Imagem: Reprodução

Por que precisamos de Jordan Peterson?

Tive o privilegio de conhecer o psicólogo canadense Jordan Peterson pouco antes de ele se tornar mundialmente conhecido (escrevi meu primeiro post sobre ele em meu blog pessoal em fevereiro de 2017). Foi antes da controvérsia em torno do projeto de lei C-16 se tornar fato notório, mas já após o posicionamento corajoso de Peterson com relação à lei, que pretende não punir quem usar linguagem “imprópria” (o que já seria bastante discutível), mas aqueles que se negarem a usar pronomes inventados (ou uso alternativo dos já existentes) para se referir a pessoas de gêneros diversos (“zir”, “zur”, “them” etc.), fazendo uma demanda positiva pelo uso de uma linguagem “correta”. Assisti a todos os seus vídeos com debates, entrevistas e palestras disponíveis até então. Chamei-o, imediatamente, de herói da liberdade de expressão. Confesso que pensei que a coisa pararia por aí, que Peterson seria mais um “polemista” das redes sociais (ala Milo Yiannopoulos), indispensáveis nos tempos de hoje para defender a liberdade de expressão, mas não muito mais que isso. Ledo engano.

Não farei aqui um resumo do pensamento de Peterson (sugiro, para esta finalidade, o texto Quem é Jordan B. Peterson), mas uma exposição de algumas razões pelas quais devemos prestar atenção nele, sermos entusiastas de seu trabalho e por que precisamos de alguém exatamente como ele para o exato momento em que vivemos.

 

1 – Peterson tem uma profundidade científica notável

Ao contrário do que gostariam de dizer seus detratores, Peterson tem um currículo exemplar. Tem mais de 100 artigos acadêmicos publicados como autor ou coautor em periódicos científicos de prestigio (artigos revisados por pares), que somam mais de 10.000 citações, números que o colocam entre os 100 cientistas sociais mais influentes do mundo. Foi professor assistente e associado de Harvard e é professor titular da Universidade de Toronto, cujo departamento de psicologia está entre os cinco mais importantes do mundo; também tem décadas de experiência clinica.
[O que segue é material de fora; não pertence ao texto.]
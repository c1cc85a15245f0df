use crate::errors::{ApiError, ServiceError};
use axum::{
    http::StatusCode,
    response::{IntoResponse, Response},
    Json,
};
use serde::Serialize;
use validator::Validate;

/// Standard success response
pub fn success_response<T: Serialize>(data: T) -> Response {
    (StatusCode::OK, Json(data)).into_response()
}

/// Standard created response
pub fn created_response<T: Serialize>(data: T) -> Response {
    (StatusCode::CREATED, Json(data)).into_response()
}

/// Standard no content response
pub fn no_content_response() -> Response {
    StatusCode::NO_CONTENT.into_response()
}

/// Validate request input
pub fn validate_input<T: Validate>(input: &T) -> Result<(), ApiError> {
    input.validate().map_err(|e| ApiError::ValidationError(e.to_string()))
}

/// Map service errors to API errors
pub fn map_service_error(err: ServiceError) -> ApiError {
    ApiError::ServiceError(err)
}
Que seus detratores exijam excelência acadêmica é um mistério, pois são os mesmos que propõem o relativismo cognitivo radical, o multiculturalismo galopante e que usualmente defendem a “vivência” como critério epistêmico superior – coisas para as quais um currículo amplo está mais para signo de opressão, academicismo e cientificismo que mérito.
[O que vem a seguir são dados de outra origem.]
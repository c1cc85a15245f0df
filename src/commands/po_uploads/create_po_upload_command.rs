use crate::{
    commands::Command,
    db::DbPool,
    entities::po_upload::{self, Entity as PoUploadEntity, PoUploadState},
    errors::ServiceError,
    metrics::{record_failure, PO_UPLOADS_CREATED, PO_UPLOAD_LINES_ADDED},
    services::{
        po_uploads::{write_sku_status, PoUploadDetail},
        sequences::{next_by_code, PLACEHOLDER_NAME, UPLOAD_SEQUENCE},
    },
};
use chrono::{NaiveDate, Utc};
use sea_orm::{
    ActiveModelTrait, ColumnTrait, ConnectionTrait, DbErr, EntityTrait, QueryFilter, Set,
    SqlErr, TransactionTrait,
};
use serde::{Deserialize, Serialize};
use std::sync::Arc;
use tracing::{debug, error, info, instrument, warn};
use validator::Validate;

use super::{insert_line, PoUploadLineInput};

/// Upper bound on sequence values skipped because a caller already used them.
const MAX_SEQUENCE_DRAWS: usize = 100;

#[derive(Debug, Clone, Default, Serialize, Deserialize, Validate)]
pub struct CreatePoUploadCommand {
    /// Explicit upload name; generated from the upload sequence when absent
    #[validate(length(min = 1, max = 64))]
    pub name: Option<String>,
    #[validate(length(max = 64))]
    pub created_by: Option<String>,
    pub created_on: Option<NaiveDate>,
    #[validate(length(max = 256))]
    pub po_reference: Option<String>,
    #[serde(default)]
    pub lines: Vec<PoUploadLineInput>,
}

#[async_trait::async_trait]
impl Command for CreatePoUploadCommand {
    type Result = PoUploadDetail;

    #[instrument(skip(self, db_pool))]
    async fn execute(&self, db_pool: Arc<DbPool>) -> Result<Self::Result, ServiceError> {
        self.check_input().map_err(|e| {
            record_failure("create", &e);
            e
        })?;

        let detail = self.create_upload(&db_pool).await.map_err(|e| {
            record_failure("create", &e);
            error!(error = %e, "Failed to create PO upload");
            e
        })?;

        PO_UPLOADS_CREATED.inc();
        PO_UPLOAD_LINES_ADDED.inc_by(detail.lines.len() as u64);
        info!(
            upload_id = detail.upload.id,
            name = %detail.upload.name,
            line_count = detail.lines.len(),
            "PO upload created"
        );

        Ok(detail)
    }
}

impl CreatePoUploadCommand {
    fn check_input(&self) -> Result<(), ServiceError> {
        self.validate()
            .map_err(|e| ServiceError::ValidationError(format!("Invalid PO upload: {}", e)))?;

        for (index, line) in self.lines.iter().enumerate() {
            line.validate().map_err(|e| {
                ServiceError::ValidationError(format!("Invalid line {}: {}", index + 1, e))
            })?;
        }

        Ok(())
    }

    /// Caller-supplied name, unless it is blank or the placeholder.
    fn requested_name(&self) -> Option<&str> {
        self.name
            .as_deref()
            .map(str::trim)
            .filter(|name| !name.is_empty() && *name != PLACEHOLDER_NAME)
    }

    async fn resolve_name<C>(&self, conn: &C) -> Result<String, ServiceError>
    where
        C: ConnectionTrait,
    {
        if let Some(name) = self.requested_name() {
            if name_taken(conn, name).await? {
                return Err(ServiceError::Conflict(format!(
                    "PO upload {} already exists",
                    name
                )));
            }
            return Ok(name.to_string());
        }

        for _ in 0..MAX_SEQUENCE_DRAWS {
            let Some(name) = next_by_code(conn, UPLOAD_SEQUENCE).await? else {
                warn!(code = UPLOAD_SEQUENCE, "Sequence missing, using placeholder name");
                return Ok(PLACEHOLDER_NAME.to_string());
            };
            if !name_taken(conn, &name).await? {
                return Ok(name);
            }
            debug!(name = %name, "Sequence value already used, drawing again");
        }

        Err(ServiceError::Conflict(format!(
            "No unused name left in sequence {}",
            UPLOAD_SEQUENCE
        )))
    }

    async fn create_upload(&self, db: &DbPool) -> Result<PoUploadDetail, ServiceError> {
        let txn = db.begin().await?;

        let name = self.resolve_name(&txn).await?;
        let now = Utc::now();
        let upload = po_upload::ActiveModel {
            name: Set(name.clone()),
            created_by: Set(self.created_by.clone()),
            created_on: Set(self.created_on),
            po_reference: Set(self.po_reference.clone()),
            state: Set(PoUploadState::New),
            has_invalid_sku: Set(false),
            has_all_valid_sku: Set(false),
            created_at: Set(now),
            updated_at: Set(now),
            ..Default::default()
        }
        .insert(&txn)
        .await
        .map_err(|e| duplicate_name_conflict(e, &name))?;

        let mut lines = Vec::with_capacity(self.lines.len());
        for input in &self.lines {
            lines.push(insert_line(&txn, upload.id, input).await?);
        }
        let upload = write_sku_status(&txn, upload, &lines, None).await?;

        txn.commit().await?;
        Ok(PoUploadDetail { upload, lines })
    }
}

async fn name_taken<C>(conn: &C, name: &str) -> Result<bool, ServiceError>
where
    C: ConnectionTrait,
{
    Ok(PoUploadEntity::find()
        .filter(po_upload::Column::Name.eq(name))
        .one(conn)
        .await?
        .is_some())
}

/// A concurrent insert can still claim the name between the check and the insert.
fn duplicate_name_conflict(err: DbErr, name: &str) -> ServiceError {
    match err.sql_err() {
        Some(SqlErr::UniqueConstraintViolation(_)) => {
            ServiceError::Conflict(format!("PO upload {} already exists", name))
        }
        _ => ServiceError::DatabaseError(err),
    }
}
Tudo não passa de burla e destaco por que isso é particularmente importante para conservadores brasileiros e leitores e alunos do professor Olavo de Carvalho. Há décadas o professor fala sobre o famigerado “marxismo cultural” (confiram dois exemplos práticos não tão evidentes do fenômeno) e sobre uma simbiose satânica entre marxistas e pós-modernos como paladinos da revolução por meio da corrosão da civilização ocidental (tema novamente em alta graças à nomeação de Ernesto Araújo para o Ministério das Relações Exteriores). E que as academias de humanas, progenitoras das classes falantes, estão tomadas pelo imbecil coletivo, ou seja, por esses tipos. Essa é, basicamente, também uma das mensagens que Peterson tem tão eloquentemente defendido publicamente. A credencial acadêmica ou a ausência dela é mero pretexto para detratar o falante, em clara ad hominem, e não preocupação em estabelecer a verdade.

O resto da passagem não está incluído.